Though the threat of bundling post-acute care payments has loomed for more than six years, the president and the House both have placed post-acute care bundling in their respective budget requests, according to Rep. David McKinley (R-WV). On Tuesday, he urged providers to rally behind the proposal embodied in his proposed Bundling and Coordinating Post-Acute Care (BACPAC) Act, claiming funding cuts have threatened 40% of all home health agencies across the country, especially in rural areas.

McKinley, who made his comments in an address to the Alliance for Home Health Quality and Innovation, said BACPAC would save Medicare between $20 billion and $30 billion over 10 years without cutting payments to providers.

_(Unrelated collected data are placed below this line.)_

//! Conversation orchestration for the three-capability chat app.
//!
//! Ties the per-surface conversation state machine, the history windowing
//! policy, the credential store and the backend client together behind a
//! single controller. Rendering, routing and styling live elsewhere.

pub mod controller;
pub mod conversation;
pub mod history;
pub mod preferences;
pub mod store_fs;
//! HTTP client for the AI backend.
//!
//! Maps a capability (chat, cricket, image generation) to the right
//! endpoint, attaches the session credential, and normalizes every outcome
//! into an assistant [`Message`]. Transport and server failures never
//! escape [`BackendClient::send_message`]; they come back as inline error
//! messages so the conversation layer has no separate error path.

use anyhow::{anyhow, Result};
use futures::StreamExt;
use reqwest::Client;
use shared::chat_api::{ChatRequest, CricketReply, HistoryEntry, Message, StreamChunk};
use shared::credentials::CredentialStore;
use std::sync::{Arc, LazyLock};
use std::time::Duration;
use tokio::sync::mpsc::UnboundedSender;

static SHARED_HTTP: LazyLock<Client> = LazyLock::new(|| {
    Client::builder()
        .timeout(Duration::from_secs(120))
        .pool_max_idle_per_host(2)
        .build()
        .expect("failed to build HTTP client")
});

const API_KEY_HEADER: &str = "X-API-Key";

const CHAT_FALLBACK: &str =
    "Unable to connect to the server. Please make sure the backend is running.";
const CRICKET_FALLBACK: &str =
    "Unable to connect to the cricket service. Please make sure the backend is running.";
const IMAGE_FALLBACK: &str = "Unable to generate image. Please try again after some time.";

/// One of the three backend functions.
#[derive(Debug, Clone, Copy, PartialEq, Eq)]
pub enum Capability {
    Chat,
    Cricket,
    /// Image generation; `count` is clamped to at least 1.
    Image { count: u32 },
}

impl Capability {
    pub fn as_str(&self) -> &'static str {
        match self {
            Capability::Chat => "chat",
            Capability::Cricket => "cricket",
            Capability::Image { .. } => "image",
        }
    }

    /// Generic message used when a failure carries no detail of its own.
    fn fallback(&self) -> &'static str {
        match self {
            Capability::Chat => CHAT_FALLBACK,
            Capability::Cricket => CRICKET_FALLBACK,
            Capability::Image { .. } => IMAGE_FALLBACK,
        }
    }
}
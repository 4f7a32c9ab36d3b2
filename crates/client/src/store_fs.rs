//! File-backed durable store: one file per key under the app config dir.

use shared::storage::DurableStore;
use std::fs;
use std::path::PathBuf;

pub struct JsonFileStore {
    dir: PathBuf,
}

impl JsonFileStore {
    pub fn new() -> Self {
        let dir = directories::ProjectDirs::from("com.local", "Trio Chat", "TrioChat")
            .map(|p| p.config_dir().join("storage"))
            .unwrap_or_else(|| PathBuf::from("./storage"));
        Self { dir }
    }

    /// Store rooted at an explicit directory (tests, portable installs).
    pub fn with_dir(dir: impl Into<PathBuf>) -> Self {
        Self { dir: dir.into() }
    }

    fn path_for(&self, key: &str) -> PathBuf {
        // Keys are fixed identifiers, not user input.
        self.dir.join(format!("{key}.json"))
    }
}

impl Default for JsonFileStore {
    fn default() -> Self {
        Self::new()
    }
}

impl DurableStore for JsonFileStore {
    fn get(&self, key: &str) -> Option<String> {
        fs::read_to_string(self.path_for(key)).ok()
    }

    fn set(&self, key: &str, value: &str) {
        if let Err(err) = fs::create_dir_all(&self.dir) {
            tracing::warn!(dir = %self.dir.display(), "failed to create storage dir: {err}");
            return;
        }
        if let Err(err) = fs::write(self.path_for(key), value) {
            tracing::warn!(key, "failed to persist value: {err}");
        }
    }

    fn remove(&self, key: &str) {
        let _ = fs::remove_file(self.path_for(key));
    }
}
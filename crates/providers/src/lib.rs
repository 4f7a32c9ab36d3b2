pub mod backend;
pub mod sse;
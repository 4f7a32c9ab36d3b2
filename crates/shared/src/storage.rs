//! Key-value persistence ports.
//!
//! Two independent surfaces back the app: a session-scoped store holding the
//! credential record for the lifetime of one session, and a durable store
//! holding the theme flag and per-surface conversation logs. Both speak the
//! same small get/set/remove contract so any key-value backend fits.

use parking_lot::RwLock;
use std::collections::HashMap;

/// Well-known keys used across both stores.
pub mod keys {
    /// Serialized credential record (session store).
    pub const CREDENTIALS: &str = "appConfig";
    /// Theme flag, `"dark"` or `"light"` (durable store).
    pub const THEME: &str = "theme";
}

/// Session-scoped storage; contents are expected to vanish with the session.
pub trait SessionStore: Send + Sync {
    fn get(&self, key: &str) -> Option<String>;
    fn set(&self, key: &str, value: &str);
    fn remove(&self, key: &str);
}

/// Durable storage; contents survive restarts.
pub trait DurableStore: Send + Sync {
    fn get(&self, key: &str) -> Option<String>;
    fn set(&self, key: &str, value: &str);
    fn remove(&self, key: &str);
}

/// In-memory store. The default session-scoped backend, and a convenient
/// durable stand-in for tests.
#[derive(Default)]
pub struct MemoryStore {
    entries: RwLock<HashMap<String, String>>,
}

impl MemoryStore {
    pub fn new() -> Self {
        Self::default()
    }
}

impl SessionStore for MemoryStore {
    fn get(&self, key: &str) -> Option<String> {
        self.entries.read().get(key).cloned()
    }

    fn set(&self, key: &str, value: &str) {
        self.entries.write().insert(key.to_string(), value.to_string());
    }

    fn remove(&self, key: &str) {
        self.entries.write().remove(key);
    }
}

impl DurableStore for MemoryStore {
    fn get(&self, key: &str) -> Option<String> {
        self.entries.read().get(key).cloned()
    }

    fn set(&self, key: &str, value: &str) {
        self.entries.write().insert(key.to_string(), value.to_string());
    }

    fn remove(&self, key: &str) {
        self.entries.write().remove(key);
    }
}
//! Incremental SSE parser for the streaming chat endpoint.
//!
//! The backend streams plain text fragments as server-sent events: blocks
//! separated by `\n\n`, each carrying one or more `data:` lines.

/// A single parsed SSE event.
#[derive(Debug, Clone)]
pub struct SseEvent {
    /// The joined `data:` payload.
    pub data: String,
}

/// Buffers incomplete lines across HTTP chunk boundaries and yields complete
/// events as they close.
#[derive(Default)]
pub struct SseParser {
    buffer: String,
}

impl SseParser {
    pub fn new() -> Self {
        Self::default()
    }

    /// Feed raw bytes from the response body. Returns any complete events.
    pub fn feed(&mut self, chunk: &[u8]) -> Vec<SseEvent> {
        self.buffer.push_str(&String::from_utf8_lossy(chunk));

        let mut events = Vec::new();
        while let Some(boundary) = self.buffer.find("\n\n") {
            let block = self.buffer[..boundary].to_string();
            self.buffer.drain(..boundary + 2);

            let data_lines: Vec<&str> = block
                .lines()
                .filter_map(|line| line.strip_prefix("data:"))
                .map(|val| val.strip_prefix(' ').unwrap_or(val))
                .collect();
            // Blocks without data (comments, id:, retry:) carry nothing.
            if !data_lines.is_empty() {
                events.push(SseEvent {
                    data: data_lines.join("\n"),
                });
            }
        }
        events
    }
}

#[cfg(test)]
mod tests {
    use super::*;

    #[test]
    fn test_parses_consecutive_events() {
        let mut parser = SseParser::new();
        let events = parser.feed(b"data: hello\n\ndata: world\n\n");
        assert_eq!(events.len(), 2);
        assert_eq!(events[0].data, "hello");
        assert_eq!(events[1].data, "world");
    }

    #[test]
    fn test_buffers_across_chunk_boundaries() {
        let mut parser = SseParser::new();
        assert!(parser.feed(b"data: hel").is_empty());
        let events = parser.feed(b"lo\n\n");
        assert_eq!(events.len(), 1);
        assert_eq!(events[0].data, "hello");
    }

    #[test]
    fn test_joins_multiline_data() {
        let mut parser = SseParser::new();
        let events = parser.feed(b"data: first\ndata: second\n\n");
        assert_eq!(events.len(), 1);
        assert_eq!(events[0].data, "first\nsecond");
    }

    #[test]
    fn test_ignores_comments_and_other_fields() {
        let mut parser = SseParser::new();
        let events = parser.feed(b": keepalive\n\nid: 7\nretry: 100\n\ndata: x\n\n");
        assert_eq!(events.len(), 1);
        assert_eq!(events[0].data, "x");
    }
}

Nearly every time the bundling issue has been raised, the American Health Care Association has publicly opposed it, most recently at a hearing on Capitol Hill in mid-April. The group argued that BACPAC would “introduce a new type of entity between the payer, patients and the provider that would create strong incentives to siphon away valuable resources that could otherwise be used in direct patient care.”

Under the BACPAC proposal, risk-based, per beneficiary bundled payments would be tendered with an acute care coordinator. The bundled payments would not include physician services, outpatient therapies, outpatient ambulance, hospice and outpatient hospital services.